I love my children but my life story for the past X years is one of putting them first because their other parent never has and losing out on career and life opportunities as a result. I spend every penny I earn on my children and all my time and attention go on them. I have zero time and inclination for another relationship.

If I could go back I would not have chosen this life, but given that is how things panned out, the least he can do is pay his fucking maintenance as far as I am concerned.

starry0ne · 12/04/2016 21:36

My Ex pays £5 a month through CSA..He doesn't see DS and doesn't care.. I will continue to collect the £5 a week because I at least know he is alive..

I think no matter what stories you hear...You are unlikely to here a NRP say... I don't pay for my child because I think my needs are more important than my child, or I prefer to piss my money up the wall than support my child.

Cabrinha · 12/04/2016 22:07

Not quite the same, but I fancy the opportunity to share that my XH is an arsehole.

He's the one that had sex with prostitutes, not me.

I didn't include his family business in my settlement proposal. Took about £100K less from his pension than I could have done. I do not ask him for any maintenance - he earns more and has our child less than me, but we both earn a good salary and we both house her. My choice, but he would have to pay several hundred. I let him have 10 years to buy me out of our house (he's living there - I wanted the continuity for our child). Incidentally - the deposit and all bills were always paid 50/50, it is in every sense half my house.
The settlement was so skewed in his favour (cos of the business) that my solicitor warned me the judge might actually want to speak to me.
He does pay 50% of childcare fees - about £100 a month.

To his new GF he said, direct quote, "I couldn't be without in my life, even though I've had to pay to keep it that way"

Some men just enjoy playing the financially fucked over by a bitch ex card.

I nearly started forcing maintenance, just for that comment.

VertigoNun · 12/04/2016 22:16

petition.parliament.uk/petitions/126895 petition to encourage debate on child maintenance.

tippytap · 12/04/2016 22:39

Children aren't pay-per-view though

And this still wouldn't address the disadvantage women have simply by being the primary carer. Yes, I know that some men are primary carers, but the vast majority are women.

I've lost count of the number of times I've been told how 'lucky' I am. 'Lucky' that Dd father bothers to see her and pay maintenance. Lucky? He's her dad ffs!

I've lost count of the number of people who tell me how great he is for seeing her and paying maintenance.

No one has ever told me how fucking great I am for looking after my Dd. Becaus I'm a woman. A MUM. And that's what we do. Apparently.

Dungandbother · 12/04/2016 22:54

I've said many a bad thing about my stbxh. And his terrible choice of OW.

But I always counter it with but he's a decent human and he pays for his children.

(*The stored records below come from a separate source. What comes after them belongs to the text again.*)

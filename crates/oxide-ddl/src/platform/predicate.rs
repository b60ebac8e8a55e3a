//! Policy deciding whether table definition changes can be applied in
//! place or require the table to be rebuilt.

use std::fmt;
use std::sync::Arc;

use crate::changes::Change;
use crate::model::{Column, Table};

use super::{ColumnAlterSupport, PlatformInfo};

/// Decides which definition changes a platform applies with ALTER.
pub trait TableDefinitionChangesPredicate: Send + Sync + fmt::Debug {
    /// Whether `change` can be applied to `table` in place.
    fn is_supported(&self, table: &Table, change: &Change) -> bool;

    /// Whether the whole set can be applied in place. When this returns
    /// `false` the table is rebuilt instead. Changes that do not touch the
    /// table definition are not judged.
    fn are_supported(&self, table: &Table, changes: &[Change]) -> bool {
        changes
            .iter()
            .filter(|change| change.is_table_definition_change())
            .all(|change| self.is_supported(table, change))
    }
}

/// The capability-driven policy every built-in platform uses.
#[derive(Debug, Clone)]
pub struct DefaultTableDefinitionChangesPredicate {
    info: Arc<PlatformInfo>,
}

impl DefaultTableDefinitionChangesPredicate {
    /// Creates the policy for a platform.
    #[must_use]
    pub fn new(info: Arc<PlatformInfo>) -> Self {
        Self { info }
    }

    fn is_widening(old: &Column, new: &Column) -> bool {
        let same_or_wider = old.jdbc_type == new.jdbc_type
            || old
                .jdbc_type
                .family()
                .is_some_and(|f| {
                    new.jdbc_type.family() == Some(f) && f.is_widening(old.jdbc_type, new.jdbc_type)
                });
        let size_ok = match (old.size, new.size) {
            (Some(old), Some(new)) => new >= old,
            (Some(_), None) => false,
            (None, _) => true,
        };
        let scale_ok = old.scale.unwrap_or(0) <= new.scale.unwrap_or(0);
        same_or_wider && size_ok && scale_ok && (old.required || !new.required)
    }

    /// Removing a primary key column together with a key change is only
    /// possible on platforms that can drop key columns.
    fn removes_key_column_while_changing_key(table: &Table, changes: &[Change]) -> bool {
        let changes_key = changes.iter().any(|c| {
            matches!(
                c,
                Change::RemovePrimaryKey { .. }
                    | Change::PrimaryKeyChange { .. }
                    | Change::AddPrimaryKey { .. }
            )
        });
        changes_key
            && changes.iter().any(|c| match c {
                Change::RemoveColumn { column_name, .. } => {
                    find_column(table, column_name).is_some_and(|col| col.primary_key)
                }
                _ => false,
            })
    }
}

fn find_column<'a>(table: &'a Table, name: &str) -> Option<&'a Column> {
    table
        .find_column(name, true)
        .or_else(|| table.find_column(name, false))
}

impl TableDefinitionChangesPredicate for DefaultTableDefinitionChangesPredicate {
    fn is_supported(&self, table: &Table, change: &Change) -> bool {
        let info = &self.info;
        match change {
            Change::RemoveColumn { .. }
            | Change::AddPrimaryKey { .. }
            | Change::PrimaryKeyChange { .. }
            | Change::RemovePrimaryKey { .. } => true,

            Change::AddColumn { column, at_end, .. } => {
                (*at_end || info.positional_add_column_supported)
                    && (!column.required
                        || column.default_value.is_some()
                        || info.add_required_column_without_default_supported)
                    && (!column.auto_increment || info.add_auto_increment_column_supported)
            }

            Change::ColumnDefinitionChange {
                column_name,
                new_column,
                ..
            } => match info.column_alter {
                ColumnAlterSupport::Full => true,
                ColumnAlterSupport::None => false,
                ColumnAlterSupport::WideningOnly => find_column(table, column_name)
                    .is_some_and(|old| Self::is_widening(old, new_column)),
            },

            Change::ColumnAutoIncrementChange { .. } => info.auto_increment_change_supported,
            Change::ColumnOrderChange { .. } => info.column_reorder_supported,

            _ => false,
        }
    }

    fn are_supported(&self, table: &Table, changes: &[Change]) -> bool {
        if !self.info.primary_key_column_drop_supported
            && Self::removes_key_column_while_changing_key(table, changes)
        {
            return false;
        }
        changes
            .iter()
            .filter(|change| change.is_table_definition_change())
            .all(|change| self.is_supported(table, change))
    }
}

#[cfg(test)]
mod tests {
    use super::*;
    use crate::model::Index;
    use crate::types::JdbcType;

    fn table() -> Table {
        Table::new("accounts")
            .column(Column::new("id", JdbcType::Integer).primary_key())
            .column(Column::new("name", JdbcType::Varchar).size(50).required())
    }

    fn predicate(configure: impl FnOnce(&mut PlatformInfo)) -> DefaultTableDefinitionChangesPredicate {
        let mut info = PlatformInfo::new("Test");
        configure(&mut info);
        DefaultTableDefinitionChangesPredicate::new(Arc::new(info))
    }

    fn add_column(column: Column, at_end: bool) -> Change {
        Change::AddColumn {
            table_name: "accounts".into(),
            column,
            previous_column: Some("id".into()),
            at_end,
        }
    }

    #[test]
    fn test_baseline_changes_supported() {
        let p = predicate(|_| {});
        let t = table();
        assert!(p.is_supported(&t, &Change::remove_column("accounts", "name")));
        assert!(p.is_supported(
            &t,
            &Change::RemovePrimaryKey {
                table_name: "accounts".into(),
                column_names: vec!["id".into()],
            }
        ));
        assert!(!p.is_supported(&t, &Change::remove_table("accounts")));
        // Index changes are applied around the definition changes.
        assert!(p.are_supported(
            &t,
            &[
                Change::remove_index("accounts", Index::new("idx_name").column("name")),
                Change::remove_column("accounts", "name"),
            ]
        ));
    }

    #[test]
    fn test_add_column_rules() {
        let p = predicate(|_| {});
        let t = table();
        assert!(p.is_supported(&t, &add_column(Column::new("note", JdbcType::Varchar), true)));
        assert!(!p.is_supported(&t, &add_column(Column::new("note", JdbcType::Varchar), false)));
        assert!(!p.is_supported(
            &t,
            &add_column(Column::new("code", JdbcType::Integer).required(), true)
        ));
        assert!(p.is_supported(
            &t,
            &add_column(Column::new("code", JdbcType::Integer).required().default_value("0"), true)
        ));
        assert!(!p.is_supported(
            &t,
            &add_column(Column::new("seq", JdbcType::Integer).auto_increment(), true)
        ));

        let p = predicate(|info| {
            info.positional_add_column_supported = true;
            info.add_auto_increment_column_supported = true;
        });
        assert!(p.is_supported(&t, &add_column(Column::new("note", JdbcType::Varchar), false)));
        assert!(p.is_supported(
            &t,
            &add_column(Column::new("seq", JdbcType::Integer).auto_increment(), true)
        ));
    }

    #[test]
    fn test_widening_only_alter() {
        let p = predicate(|info| info.column_alter = ColumnAlterSupport::WideningOnly);
        let t = table();
        let change = |column: Column| Change::ColumnDefinitionChange {
            table_name: "accounts".into(),
            column_name: "name".into(),
            new_column: column,
        };
        assert!(p.is_supported(&t, &change(Column::new("name", JdbcType::Varchar).size(80))));
        assert!(p.is_supported(&t, &change(Column::new("name", JdbcType::LongVarchar).size(80))));
        assert!(!p.is_supported(&t, &change(Column::new("name", JdbcType::Varchar).size(20).required())));
        assert!(!p.is_supported(&t, &change(Column::new("name", JdbcType::Integer).size(80))));

        let id_change = Change::ColumnDefinitionChange {
            table_name: "accounts".into(),
            column_name: "id".into(),
            new_column: Column::new("id", JdbcType::SmallInt).required(),
        };
        assert!(!p.is_supported(&t, &id_change));

        let p = predicate(|info| info.column_alter = ColumnAlterSupport::None);
        assert!(!p.is_supported(&t, &change(Column::new("name", JdbcType::Varchar).size(80))));
    }

    #[test]
    fn test_auto_increment_change_forces_rebuild_of_whole_set() {
        let p = predicate(|_| {});
        let t = table();
        let changes = vec![
            Change::ColumnDefinitionChange {
                table_name: "accounts".into(),
                column_name: "name".into(),
                new_column: Column::new("name", JdbcType::Varchar).size(80),
            },
            Change::ColumnAutoIncrementChange {
                table_name: "accounts".into(),
                column_name: "id".into(),
                auto_increment: true,
            },
        ];
        assert!(p.are_supported(&t, &changes[..1]));
        assert!(!p.are_supported(&t, &changes));
    }

    #[test]
    fn test_key_column_drop_restriction() {
        let t = Table::new("lines")
            .column(Column::new("order_id", JdbcType::Integer).primary_key())
            .column(Column::new("line_no", JdbcType::Integer).primary_key())
            .column(Column::new("qty", JdbcType::Integer));
        let changes = vec![
            Change::PrimaryKeyChange {
                table_name: "lines".into(),
                old_column_names: vec!["order_id".into(), "line_no".into()],
                new_column_names: vec!["order_id".into()],
            },
            Change::remove_column("lines", "line_no"),
        ];
        assert!(predicate(|_| {}).are_supported(&t, &changes));
        let restrictive = predicate(|info| info.primary_key_column_drop_supported = false);
        assert!(!restrictive.are_supported(&t, &changes));
        assert!(restrictive.are_supported(&t, &[Change::remove_column("lines", "qty")]));
    }
}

But by god does he moan about it. I've managed (almost, touch wood) a decent and favourable divorce settlement. Around 75% of assets.
But at what cost to my career, my future and my potential?

I'm stuck in a job I'm bored to tears in, no potential to rise ranks or get a pay rise.
I'm stuck claiming benefits (tax credits) to pay child care.
I'm stuck indoors 11/14 nights without being able to attend my hobbies or date anyone new.
I'm stuck with all childcare emergency and otherwise risking disciplinary at work
I'm stuck in a house which is slowly becoming more decrepit with no possibility of improvement and God forbid a hole in the roof type situation.
I'm stuck at all parental situations, homework, clubs, parents evening, choices, future plans and he is totally unaware of their existence.

Too fucking right he pays. Through the nose in my opinion as his life is a breeze in comparison.

Money may make life more pleasant (and apologies for sounding facetious in the face of poverty) but it sure as hell isn't the saviour of all stbxh evils. The emotional impact of his lack of compassion is just as emotionally devastating to the DC.
Their bellies may be full and their shoes fit but their hearts and minds are trashed.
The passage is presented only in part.